Exercise material START

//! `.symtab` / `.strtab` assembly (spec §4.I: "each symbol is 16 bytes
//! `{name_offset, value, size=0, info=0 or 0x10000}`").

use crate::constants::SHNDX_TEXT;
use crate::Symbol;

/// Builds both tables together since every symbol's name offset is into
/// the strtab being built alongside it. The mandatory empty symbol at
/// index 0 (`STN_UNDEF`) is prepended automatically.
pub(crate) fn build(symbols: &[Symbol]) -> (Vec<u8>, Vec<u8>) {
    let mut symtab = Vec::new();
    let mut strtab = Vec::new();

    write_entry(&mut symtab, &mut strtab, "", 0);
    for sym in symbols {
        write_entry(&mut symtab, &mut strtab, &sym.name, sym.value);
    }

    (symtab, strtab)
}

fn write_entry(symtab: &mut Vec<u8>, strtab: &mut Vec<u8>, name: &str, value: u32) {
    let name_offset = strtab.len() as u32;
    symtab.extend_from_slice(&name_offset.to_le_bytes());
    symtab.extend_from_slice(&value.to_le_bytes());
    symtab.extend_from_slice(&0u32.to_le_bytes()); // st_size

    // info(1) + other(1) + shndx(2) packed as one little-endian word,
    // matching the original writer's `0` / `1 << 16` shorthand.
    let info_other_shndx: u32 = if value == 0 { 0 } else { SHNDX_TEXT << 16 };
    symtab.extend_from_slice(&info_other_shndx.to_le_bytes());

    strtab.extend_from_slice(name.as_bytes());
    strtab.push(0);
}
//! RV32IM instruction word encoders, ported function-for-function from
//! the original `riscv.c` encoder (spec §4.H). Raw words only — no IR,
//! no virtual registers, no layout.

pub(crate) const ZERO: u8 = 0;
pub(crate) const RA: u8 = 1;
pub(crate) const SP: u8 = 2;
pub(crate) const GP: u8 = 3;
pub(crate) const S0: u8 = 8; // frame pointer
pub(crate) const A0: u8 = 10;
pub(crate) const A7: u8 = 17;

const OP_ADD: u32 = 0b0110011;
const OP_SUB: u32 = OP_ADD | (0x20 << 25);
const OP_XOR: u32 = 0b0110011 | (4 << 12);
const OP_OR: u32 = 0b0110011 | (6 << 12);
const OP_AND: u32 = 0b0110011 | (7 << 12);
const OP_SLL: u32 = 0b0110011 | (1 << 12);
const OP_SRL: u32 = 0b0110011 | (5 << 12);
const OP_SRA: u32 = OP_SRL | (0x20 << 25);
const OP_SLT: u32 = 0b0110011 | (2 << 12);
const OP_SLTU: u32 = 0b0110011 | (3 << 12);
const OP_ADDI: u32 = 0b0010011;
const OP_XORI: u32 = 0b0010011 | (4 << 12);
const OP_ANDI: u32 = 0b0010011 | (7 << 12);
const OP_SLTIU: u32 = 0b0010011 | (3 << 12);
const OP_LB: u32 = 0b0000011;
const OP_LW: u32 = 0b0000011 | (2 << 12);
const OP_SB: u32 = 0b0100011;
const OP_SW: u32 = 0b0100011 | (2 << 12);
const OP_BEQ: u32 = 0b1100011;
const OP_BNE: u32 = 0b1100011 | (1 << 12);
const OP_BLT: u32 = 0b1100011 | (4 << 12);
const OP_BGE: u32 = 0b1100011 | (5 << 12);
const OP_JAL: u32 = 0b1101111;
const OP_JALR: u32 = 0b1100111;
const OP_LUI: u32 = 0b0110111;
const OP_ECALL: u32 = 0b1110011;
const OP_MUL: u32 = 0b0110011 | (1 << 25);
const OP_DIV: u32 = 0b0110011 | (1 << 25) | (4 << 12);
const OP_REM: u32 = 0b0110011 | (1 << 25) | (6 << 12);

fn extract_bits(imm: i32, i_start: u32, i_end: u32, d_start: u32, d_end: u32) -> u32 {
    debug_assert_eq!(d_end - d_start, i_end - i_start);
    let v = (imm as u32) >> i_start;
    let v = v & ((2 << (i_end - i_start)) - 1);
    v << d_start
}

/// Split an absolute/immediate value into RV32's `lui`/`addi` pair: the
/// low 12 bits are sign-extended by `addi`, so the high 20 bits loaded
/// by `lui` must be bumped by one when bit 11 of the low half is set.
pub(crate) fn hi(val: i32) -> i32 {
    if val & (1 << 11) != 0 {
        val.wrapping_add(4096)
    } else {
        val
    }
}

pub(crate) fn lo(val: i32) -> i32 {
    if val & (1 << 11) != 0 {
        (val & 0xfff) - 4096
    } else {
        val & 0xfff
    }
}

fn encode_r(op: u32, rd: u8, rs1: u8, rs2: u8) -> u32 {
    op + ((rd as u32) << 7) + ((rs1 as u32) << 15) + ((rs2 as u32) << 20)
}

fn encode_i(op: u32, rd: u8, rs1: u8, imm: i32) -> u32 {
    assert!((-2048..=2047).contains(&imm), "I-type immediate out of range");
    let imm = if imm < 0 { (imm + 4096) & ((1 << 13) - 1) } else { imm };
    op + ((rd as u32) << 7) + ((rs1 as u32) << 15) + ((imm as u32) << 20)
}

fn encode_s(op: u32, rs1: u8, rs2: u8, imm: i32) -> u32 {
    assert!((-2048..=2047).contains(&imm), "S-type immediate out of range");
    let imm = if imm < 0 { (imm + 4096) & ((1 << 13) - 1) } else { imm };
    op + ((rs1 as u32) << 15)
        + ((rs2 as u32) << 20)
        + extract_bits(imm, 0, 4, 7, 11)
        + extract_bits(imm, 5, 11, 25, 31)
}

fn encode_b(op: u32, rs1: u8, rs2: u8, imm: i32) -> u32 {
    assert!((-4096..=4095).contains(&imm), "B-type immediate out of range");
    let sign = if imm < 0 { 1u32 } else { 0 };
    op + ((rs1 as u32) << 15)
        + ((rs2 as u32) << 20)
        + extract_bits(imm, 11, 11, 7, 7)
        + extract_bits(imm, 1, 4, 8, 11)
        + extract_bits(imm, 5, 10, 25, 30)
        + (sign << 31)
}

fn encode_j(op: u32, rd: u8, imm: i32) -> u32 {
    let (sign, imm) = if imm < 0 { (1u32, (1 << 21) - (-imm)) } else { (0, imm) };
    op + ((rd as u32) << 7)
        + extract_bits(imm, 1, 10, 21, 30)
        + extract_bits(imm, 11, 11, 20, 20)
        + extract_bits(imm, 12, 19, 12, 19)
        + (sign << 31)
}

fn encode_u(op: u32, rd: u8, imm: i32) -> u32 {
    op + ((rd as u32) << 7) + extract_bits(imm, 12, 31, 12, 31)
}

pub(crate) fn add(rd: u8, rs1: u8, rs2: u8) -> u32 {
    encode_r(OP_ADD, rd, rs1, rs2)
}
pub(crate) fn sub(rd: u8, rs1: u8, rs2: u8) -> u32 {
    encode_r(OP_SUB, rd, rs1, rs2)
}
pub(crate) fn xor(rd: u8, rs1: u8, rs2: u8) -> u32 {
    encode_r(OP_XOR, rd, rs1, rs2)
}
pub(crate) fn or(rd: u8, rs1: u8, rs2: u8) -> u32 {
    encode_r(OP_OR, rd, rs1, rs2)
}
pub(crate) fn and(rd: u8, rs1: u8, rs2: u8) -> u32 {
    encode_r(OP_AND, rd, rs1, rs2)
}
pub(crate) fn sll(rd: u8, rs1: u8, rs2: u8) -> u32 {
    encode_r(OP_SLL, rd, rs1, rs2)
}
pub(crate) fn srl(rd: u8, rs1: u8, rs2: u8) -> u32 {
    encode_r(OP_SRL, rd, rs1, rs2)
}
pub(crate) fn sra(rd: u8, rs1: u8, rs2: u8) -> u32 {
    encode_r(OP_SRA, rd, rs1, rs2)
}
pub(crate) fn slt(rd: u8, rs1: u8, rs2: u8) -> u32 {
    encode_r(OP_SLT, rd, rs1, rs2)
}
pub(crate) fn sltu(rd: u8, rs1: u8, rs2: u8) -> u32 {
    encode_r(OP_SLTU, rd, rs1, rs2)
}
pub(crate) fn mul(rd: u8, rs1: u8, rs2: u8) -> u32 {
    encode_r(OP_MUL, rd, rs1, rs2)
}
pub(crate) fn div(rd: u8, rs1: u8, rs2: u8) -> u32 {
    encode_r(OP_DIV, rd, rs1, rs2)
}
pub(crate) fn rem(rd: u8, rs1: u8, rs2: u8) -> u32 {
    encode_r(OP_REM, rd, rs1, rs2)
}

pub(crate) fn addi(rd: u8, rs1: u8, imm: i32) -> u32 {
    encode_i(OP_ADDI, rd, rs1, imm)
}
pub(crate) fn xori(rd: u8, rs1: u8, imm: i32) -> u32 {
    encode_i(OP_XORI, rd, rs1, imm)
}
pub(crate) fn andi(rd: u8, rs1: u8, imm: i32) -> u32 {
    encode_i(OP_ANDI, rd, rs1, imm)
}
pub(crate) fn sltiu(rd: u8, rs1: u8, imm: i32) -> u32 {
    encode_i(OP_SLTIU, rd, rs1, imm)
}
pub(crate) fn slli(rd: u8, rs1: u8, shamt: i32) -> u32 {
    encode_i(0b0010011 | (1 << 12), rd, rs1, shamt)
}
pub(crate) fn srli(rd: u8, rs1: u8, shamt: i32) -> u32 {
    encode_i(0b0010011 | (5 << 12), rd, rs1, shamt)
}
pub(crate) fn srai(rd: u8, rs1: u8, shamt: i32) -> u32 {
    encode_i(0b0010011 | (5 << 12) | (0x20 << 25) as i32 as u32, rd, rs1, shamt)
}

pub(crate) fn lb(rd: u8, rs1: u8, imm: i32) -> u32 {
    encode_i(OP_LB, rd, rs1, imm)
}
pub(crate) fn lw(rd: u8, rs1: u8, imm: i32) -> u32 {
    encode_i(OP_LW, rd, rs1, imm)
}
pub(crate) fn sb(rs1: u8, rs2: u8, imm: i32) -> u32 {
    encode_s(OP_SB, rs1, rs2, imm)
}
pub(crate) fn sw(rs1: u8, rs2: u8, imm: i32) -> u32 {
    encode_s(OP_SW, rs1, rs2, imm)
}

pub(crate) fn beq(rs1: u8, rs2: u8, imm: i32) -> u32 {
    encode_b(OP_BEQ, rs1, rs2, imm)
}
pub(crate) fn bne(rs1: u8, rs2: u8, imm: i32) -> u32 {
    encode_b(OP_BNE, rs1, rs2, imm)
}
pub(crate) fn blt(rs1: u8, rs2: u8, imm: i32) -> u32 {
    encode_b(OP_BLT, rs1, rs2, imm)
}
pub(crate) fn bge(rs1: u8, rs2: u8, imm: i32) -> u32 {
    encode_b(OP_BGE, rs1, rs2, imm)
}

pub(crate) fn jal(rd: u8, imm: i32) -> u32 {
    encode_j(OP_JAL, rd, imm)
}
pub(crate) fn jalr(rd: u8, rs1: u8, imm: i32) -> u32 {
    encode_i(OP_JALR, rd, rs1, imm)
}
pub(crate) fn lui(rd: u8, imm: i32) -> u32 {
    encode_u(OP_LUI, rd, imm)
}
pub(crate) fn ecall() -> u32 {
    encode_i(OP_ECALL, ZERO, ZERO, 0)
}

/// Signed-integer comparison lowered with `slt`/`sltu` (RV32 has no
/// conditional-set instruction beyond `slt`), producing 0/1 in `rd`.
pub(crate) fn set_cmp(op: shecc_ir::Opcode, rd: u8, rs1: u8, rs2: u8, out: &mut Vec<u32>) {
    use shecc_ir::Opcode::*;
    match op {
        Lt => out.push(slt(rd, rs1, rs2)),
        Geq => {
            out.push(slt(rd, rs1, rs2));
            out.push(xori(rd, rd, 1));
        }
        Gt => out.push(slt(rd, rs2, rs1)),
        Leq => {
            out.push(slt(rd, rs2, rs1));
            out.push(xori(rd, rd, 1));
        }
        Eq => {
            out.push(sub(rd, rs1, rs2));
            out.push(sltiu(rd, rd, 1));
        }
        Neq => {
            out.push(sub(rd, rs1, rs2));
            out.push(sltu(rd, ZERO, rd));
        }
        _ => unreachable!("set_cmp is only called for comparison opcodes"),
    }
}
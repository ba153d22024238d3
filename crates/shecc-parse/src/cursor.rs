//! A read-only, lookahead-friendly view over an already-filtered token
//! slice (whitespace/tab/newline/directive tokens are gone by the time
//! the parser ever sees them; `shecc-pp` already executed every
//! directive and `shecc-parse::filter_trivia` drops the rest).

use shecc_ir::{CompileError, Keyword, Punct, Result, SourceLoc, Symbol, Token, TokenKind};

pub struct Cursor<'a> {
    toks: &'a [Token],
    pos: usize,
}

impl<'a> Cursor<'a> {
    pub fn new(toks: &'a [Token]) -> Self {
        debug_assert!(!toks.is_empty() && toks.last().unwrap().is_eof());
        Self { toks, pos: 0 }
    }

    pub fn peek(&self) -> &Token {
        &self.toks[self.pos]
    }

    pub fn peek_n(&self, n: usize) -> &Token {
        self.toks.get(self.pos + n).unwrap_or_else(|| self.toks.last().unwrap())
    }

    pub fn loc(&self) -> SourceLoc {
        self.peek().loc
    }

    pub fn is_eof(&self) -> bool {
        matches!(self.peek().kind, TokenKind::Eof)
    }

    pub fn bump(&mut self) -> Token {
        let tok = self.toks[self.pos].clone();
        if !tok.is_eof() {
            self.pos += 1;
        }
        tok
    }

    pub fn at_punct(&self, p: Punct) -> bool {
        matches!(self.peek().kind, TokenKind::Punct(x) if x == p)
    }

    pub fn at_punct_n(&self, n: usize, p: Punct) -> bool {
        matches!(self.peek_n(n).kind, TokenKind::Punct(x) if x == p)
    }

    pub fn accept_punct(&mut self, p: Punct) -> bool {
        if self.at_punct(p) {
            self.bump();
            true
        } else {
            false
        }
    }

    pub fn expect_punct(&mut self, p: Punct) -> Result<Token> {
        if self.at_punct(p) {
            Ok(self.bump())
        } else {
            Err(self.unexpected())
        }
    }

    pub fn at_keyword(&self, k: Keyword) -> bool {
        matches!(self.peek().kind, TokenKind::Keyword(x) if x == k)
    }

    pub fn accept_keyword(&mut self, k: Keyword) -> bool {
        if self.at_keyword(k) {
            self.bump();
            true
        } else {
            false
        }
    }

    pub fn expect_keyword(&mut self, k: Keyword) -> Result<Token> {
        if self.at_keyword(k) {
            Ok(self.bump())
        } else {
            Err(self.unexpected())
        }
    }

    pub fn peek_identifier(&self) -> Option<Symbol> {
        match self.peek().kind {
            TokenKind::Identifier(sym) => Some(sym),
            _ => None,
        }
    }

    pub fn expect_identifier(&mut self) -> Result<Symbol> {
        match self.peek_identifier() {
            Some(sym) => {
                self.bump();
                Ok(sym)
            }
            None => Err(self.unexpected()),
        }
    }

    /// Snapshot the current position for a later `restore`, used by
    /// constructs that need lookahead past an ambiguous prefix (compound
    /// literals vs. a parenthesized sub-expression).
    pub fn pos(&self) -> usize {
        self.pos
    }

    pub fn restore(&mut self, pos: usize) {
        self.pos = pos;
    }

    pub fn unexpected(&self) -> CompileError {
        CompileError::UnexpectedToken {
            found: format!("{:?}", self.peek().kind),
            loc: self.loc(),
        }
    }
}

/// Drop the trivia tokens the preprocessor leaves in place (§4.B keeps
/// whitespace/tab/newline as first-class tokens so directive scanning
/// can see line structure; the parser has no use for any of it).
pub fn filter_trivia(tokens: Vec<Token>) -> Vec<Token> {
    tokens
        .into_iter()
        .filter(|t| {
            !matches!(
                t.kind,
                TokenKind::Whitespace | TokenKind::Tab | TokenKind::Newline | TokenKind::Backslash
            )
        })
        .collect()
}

Exercise material END

#### Problem details:
Using the material above, report each line where "original" occurs.

#### The answer:
    // matching the original writer's `0` / `1 << 16` shorthand.
//! the original `riscv.c` encoder (spec §4.H). Raw words only — no IR,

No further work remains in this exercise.